[Records for this task — start]

//! Plan CLI command
//!
//! Dry run of an import: the statements are rendered against a
//! [`RecordingConnection`] and printed instead of executed.

use std::path::PathBuf;

use crate::cli::commands::{load_config, load_destination, parse_column_list, resolve_dialect};
use crate::cli::error::CliError;
use crate::database::RecordingConnection;
use crate::dialect::dialect_for;
use crate::import::Importer;
use crate::source::FileSource;

/// Plan command arguments
#[derive(Debug, Clone)]
pub struct PlanArgs {
    /// Dialect name; the configured dialect when absent
    pub dialect: Option<String>,
    /// Destination table definition (YAML or DDL)
    pub destination: PathBuf,
    /// Comma-separated source columns
    pub columns: String,
    /// Source file URL written into the load statements
    pub url: String,
    /// Directory holding `.staged-import.toml`
    pub config: Option<PathBuf>,
    /// Force an incremental import
    pub incremental: bool,
}

/// Statements the import described by `args` would run, in order
pub fn render_plan(args: &PlanArgs) -> Result<Vec<String>, CliError> {
    let config = load_config(args.config.as_deref())?;
    let kind = resolve_dialect(args.dialect.as_deref(), &config)?;
    let destination = load_destination(&args.destination, kind)?;

    let columns = parse_column_list(&args.columns);
    if columns.is_empty() {
        return Err(CliError::InvalidArgument(
            "At least one source column is required".to_string(),
        ));
    }

    let mut options = config.import;
    if args.incremental {
        options.is_incremental = true;
    }

    let dialect = dialect_for(kind);
    let connection = RecordingConnection::new();
    let source = FileSource::new(args.url.clone(), columns);
    Importer::new(&connection, dialect.as_ref()).import(&source.into(), &destination, &options)?;
    Ok(connection.statements())
}

/// Print the planned statements, one per line
pub fn handle_plan(args: &PlanArgs) -> Result<(), CliError> {
    for statement in render_plan(args)? {
        println!("{};", statement);
    }
    Ok(())
}

#[cfg(test)]
mod tests {
    use super::*;
    use tempfile::tempdir;

    fn args(dir: &std::path::Path, columns: &str) -> PlanArgs {
        let destination = dir.join("accounts.sql");
        std::fs::write(
            &destination,
            "CREATE TABLE s.accounts (id VARCHAR PRIMARY KEY, name VARCHAR)",
        )
        .unwrap();
        PlanArgs {
            dialect: Some("snowflake".to_string()),
            destination,
            columns: columns.to_string(),
            url: "s3://bucket/accounts.csv".to_string(),
            config: Some(dir.to_path_buf()),
            incremental: false,
        }
    }

    #[test]
    fn test_plan_full_load() {
        let dir = tempdir().unwrap();
        let statements = render_plan(&args(dir.path(), "id,name")).unwrap();
        assert!(statements[0].starts_with("CREATE TEMPORARY TABLE \"s\".\"__temp_"));
        assert!(statements[1].starts_with("COPY INTO"));
        assert!(statements.iter().any(|s| s == "TRUNCATE TABLE \"s\".\"accounts\""));
    }

    #[test]
    fn test_plan_incremental() {
        let dir = tempdir().unwrap();
        let mut args = args(dir.path(), "id,name");
        args.incremental = true;
        let statements = render_plan(&args).unwrap();
        assert!(!statements.iter().any(|s| s.starts_with("TRUNCATE")));
        assert!(statements.iter().any(|s| s.starts_with("UPDATE \"s\".\"accounts\"")));
    }

    #[test]
    fn test_plan_requires_columns() {
        let dir = tempdir().unwrap();
        let err = render_plan(&args(dir.path(), " , ")).unwrap_err();
        assert!(matches!(err, CliError::InvalidArgument(_)));
    }

    #[test]
    fn test_plan_unknown_column() {
        let dir = tempdir().unwrap();
        let err = render_plan(&args(dir.path(), "id,missing")).unwrap_err();
        assert!(matches!(err, CliError::ImportError(_)));
    }
}
//! Staged import
//!
//! An import creates a staging table shaped after the destination, loads the
//! source into it, validates it against the destination and merges it with
//! either the full or the incremental importer. The staging table is dropped
//! on every exit path.
//!
//! # Example
//!
//! ```rust
//! use staged_import_sdk::database::RecordingConnection;
//! use staged_import_sdk::dialect::SnowflakeDialect;
//! use staged_import_sdk::import::{ImportOptions, Importer};
//! use staged_import_sdk::models::{DialectKind, TableDefinition};
//! use staged_import_sdk::source::FileSource;
//!
//! let destination = TableDefinition::from_yaml(
//!     "schema: PUBLIC\nname: accounts\nprimary_keys: [id]\ncolumns:\n  - {name: id, type: VARCHAR}\n  - {name: name, type: VARCHAR}\n",
//!     DialectKind::Snowflake,
//! )
//! .unwrap();
//! let mut source = FileSource::new("s3://bucket/accounts.csv", vec!["id".into(), "name".into()]);
//! source.primary_keys = vec!["id".into()];
//!
//! let connection = RecordingConnection::new();
//! let state = Importer::new(&connection, &SnowflakeDialect)
//!     .import(&source.into(), &destination, &ImportOptions::default())
//!     .unwrap();
//! assert_eq!(state.table_name, "accounts");
//! assert!(connection.statements()[1].starts_with("COPY INTO"));
//! ```

pub mod errors;
pub mod full;
pub mod incremental;
pub mod options;
mod runner;
pub mod stage;
pub mod state;

pub use errors::{ErrorCode, ImportError, ImportResult, Phase, convert_exception};
pub use full::FullImporter;
pub use incremental::IncrementalImporter;
pub use options::{
    CastValueTypes, DedupStrategy, ImportOptions, IncrementalStrategy, NullManipulation,
    SKIP_ALL_LINES,
};
pub use stage::StageImporter;
pub use state::{ImportState, Timer};

use crate::database::Connection;
use crate::dialect::SqlDialect;
use crate::models::TableDefinition;
use crate::source::{Source, TableSource};
use crate::staging::{StagingTableFactory, TableGuard};
use crate::validation::SchemaValidator;
use std::collections::HashSet;

/// Format of the shared `_timestamp` literal
pub const TIMESTAMP_FORMAT: &str = "%Y-%m-%d %H:%M:%S";

/// Current UTC time as a `_timestamp` literal
pub fn current_timestamp() -> String {
    chrono::Utc::now().format(TIMESTAMP_FORMAT).to_string()
}

/// Timestamp literal for this import call, computed once and kept in `state`
pub(crate) fn timestamp_for(state: &mut ImportState, options: &ImportOptions) -> Option<String> {
    if !options.use_timestamp {
        return None;
    }
    Some(state.timestamp.get_or_insert_with(current_timestamp).clone())
}

/// Runs a complete import on one connection
pub struct Importer<'a> {
    connection: &'a dyn Connection,
    dialect: &'a dyn SqlDialect,
}

impl<'a> Importer<'a> {
    pub fn new(connection: &'a dyn Connection, dialect: &'a dyn SqlDialect) -> Self {
        Self {
            connection,
            dialect,
        }
    }

    /// Stage `source` and merge it into `destination`
    ///
    /// Source columns are checked against the destination (count, names,
    /// then declared keys) before anything is created. The staging table is typed after the destination when
    /// `require_same_tables` is set and is string-typed otherwise.
    pub fn import(
        &self,
        source: &Source,
        destination: &TableDefinition,
        options: &ImportOptions,
    ) -> ImportResult<ImportState> {
        assert_source_columns(source, destination, options)?;

        let factory = StagingTableFactory::new(self.dialect);
        let staging = factory.create_staging_table_definition(
            destination,
            source.columns(),
            options.require_same_tables,
        );
        let mut declared = staging.without_columns(&options.ignore_columns);
        declared.primary_keys = source.primary_keys().to_vec();
        SchemaValidator::new().validate(&declared, destination, options)?;
        if options.require_same_tables
            && let Source::Table(TableSource {
                definition: Some(definition),
                ..
            }) = source
        {
            SchemaValidator::new().validate(definition, destination, options)?;
        }

        let _staging_guard = TableGuard::create(self.connection, self.dialect, staging.clone())?;

        let mut state = StageImporter::new(self.connection, self.dialect)
            .import_to_staging_table(source, &staging, options)?;
        if options.use_timestamp {
            state.timestamp = Some(current_timestamp());
        }

        let state = if options.is_incremental {
            IncrementalImporter::new(self.connection, self.dialect)
                .import_to_table(&staging, destination, options, state)?
        } else {
            FullImporter::new(self.connection, self.dialect)
                .import_to_table(&staging, destination, options, state)?
        };
        tracing::info!(
            table = %state.table_name,
            rows = state.imported_rows_count,
            incremental = options.is_incremental,
            "import finished"
        );
        Ok(state)
    }
}

/// Check the source columns before any table is created
fn assert_source_columns(
    source: &Source,
    destination: &TableDefinition,
    options: &ImportOptions,
) -> ImportResult<()> {
    let columns = source.columns();
    if columns.is_empty() {
        return Err(ImportError::load(
            ErrorCode::NoColumns,
            "No columns found in CSV file.",
        ));
    }

    let mut seen = HashSet::new();
    let duplicates: Vec<&str> = columns
        .iter()
        .filter(|c| !seen.insert(c.as_str()))
        .map(String::as_str)
        .collect();
    if !duplicates.is_empty() {
        return Err(ImportError::load(
            ErrorCode::DuplicateColumnNames,
            format!("Duplicate column names: {}", duplicates.join(", ")),
        ));
    }

    let missing: Vec<&str> = columns
        .iter()
        .filter(|c| !options.ignore_columns.contains(*c) && !destination.has_column(c))
        .map(String::as_str)
        .collect();
    if !missing.is_empty() {
        return Err(ImportError::load(
            ErrorCode::ColumnsCountNotMatch,
            format!("Columns do not match. Non existing columns: {}", missing.join(", ")),
        ));
    }
    Ok(())
}

#[cfg(test)]
mod tests {
    use super::*;
    use crate::database::RecordingConnection;
    use crate::datatype::TypeDefinition;
    use crate::dialect::SnowflakeDialect;
    use crate::models::{ColumnDefinition, DialectKind};
    use crate::source::FileSource;

    fn destination() -> TableDefinition {
        let varchar = || TypeDefinition::new(DialectKind::Snowflake, "VARCHAR", None).unwrap();
        TableDefinition::new(
            "s",
            "accounts",
            vec![
                ColumnDefinition::new("id", varchar()),
                ColumnDefinition::new("name", varchar()),
            ],
        )
        .with_primary_keys(["id"])
    }

    fn file(columns: &[&str]) -> Source {
        FileSource::new("s3://b/f.csv", columns.iter().map(|c| c.to_string()).collect()).into()
    }

    #[test]
    fn test_no_columns() {
        let conn = RecordingConnection::new();
        let err = Importer::new(&conn, &SnowflakeDialect)
            .import(&file(&[]), &destination(), &ImportOptions::default())
            .unwrap_err();
        assert_eq!(err.code(), ErrorCode::NoColumns);
        assert_eq!(err.to_string(), "No columns found in CSV file.");
        assert!(conn.statements().is_empty());
    }

    #[test]
    fn test_unknown_source_column() {
        let conn = RecordingConnection::new();
        let err = Importer::new(&conn, &SnowflakeDialect)
            .import(&file(&["id", "nope"]), &destination(), &ImportOptions::default())
            .unwrap_err();
        assert_eq!(err.code(), ErrorCode::ColumnsCountNotMatch);
        assert_eq!(err.to_string(), "Columns do not match. Non existing columns: nope");
    }

    #[test]
    fn test_ignored_column_is_allowed() {
        let conn = RecordingConnection::new();
        let options = ImportOptions::default().with_ignore_columns(["extra"]);
        Importer::new(&conn, &SnowflakeDialect)
            .import(&file(&["id", "name", "extra"]), &destination(), &options)
            .unwrap();
        let insert = conn
            .statements()
            .into_iter()
            .find(|s| s.starts_with("INSERT INTO \"s\".\"accounts\""))
            .unwrap();
        assert!(!insert.contains("extra"));
    }

    #[test]
    fn test_staging_dropped_after_merge_failure() {
        let conn = RecordingConnection::new().fail_on("TRUNCATE", "permission denied");
        let err = Importer::new(&conn, &SnowflakeDialect)
            .import(&file(&["id", "name"]), &destination(), &ImportOptions::default())
            .unwrap_err();
        assert_eq!(err.code(), ErrorCode::UnknownError);
        assert_eq!(err.to_string(), "Load error: permission denied");
        let statements = conn.statements();
        let staging_drop = statements.last().unwrap();
        assert!(staging_drop.starts_with("DROP TABLE IF EXISTS \"s\".\"__temp_"));
        assert_eq!(
            statements
                .iter()
                .filter(|s| s.starts_with("DROP TABLE IF EXISTS"))
                .count(),
            2
        );
    }

    #[test]
    fn test_declared_keys_must_match() {
        let conn = RecordingConnection::new();
        let mut source = FileSource::new("s3://b/f.csv", vec!["id".into(), "name".into()]);
        source.primary_keys = vec!["name".into()];
        let err = Importer::new(&conn, &SnowflakeDialect)
            .import(&source.into(), &destination(), &ImportOptions::default())
            .unwrap_err();
        assert_eq!(err.code(), ErrorCode::TableColumnsMismatch);
        assert!(conn.statements().is_empty());
    }

    #[test]
    fn test_missing_columns_reported_before_keys() {
        let conn = RecordingConnection::new();
        let mut source = FileSource::new("s3://b/f.csv", vec!["id".into()]);
        source.primary_keys = vec!["name".into()];
        let err = Importer::new(&conn, &SnowflakeDialect)
            .import(&source.into(), &destination(), &ImportOptions::default())
            .unwrap_err();
        assert_eq!(err.code(), ErrorCode::TableColumnsMismatch);
        assert!(err.to_string().contains("Tables don't have same number of columns"));
        assert!(conn.statements().is_empty());
    }

    #[test]
    fn test_timestamp_shared_by_call() {
        let mut state = ImportState::new("t");
        let options = ImportOptions::default().with_timestamp(true);
        let first = timestamp_for(&mut state, &options);
        let second = timestamp_for(&mut state, &options);
        assert_eq!(first, second);
        assert!(timestamp_for(&mut state, &ImportOptions::default()).is_none());
    }
}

[Records for this task — finish]

■ **Exercise**:
Would you please repeat exactly the lines above, starting at the line with "Current UTC time" and stopping at the line with "pub(crate) fn timestamp_for(state: &mut", both included?

■ **Answer for the task**:
/// Current UTC time as a `_timestamp` literal
pub fn current_timestamp() -> String {
    chrono::Utc::now().format(TIMESTAMP_FORMAT).to_string()
}

/// Timestamp literal for this import call, computed once and kept in `state`
pub(crate) fn timestamp_for(state: &mut ImportState, options: &ImportOptions) -> Option<String> {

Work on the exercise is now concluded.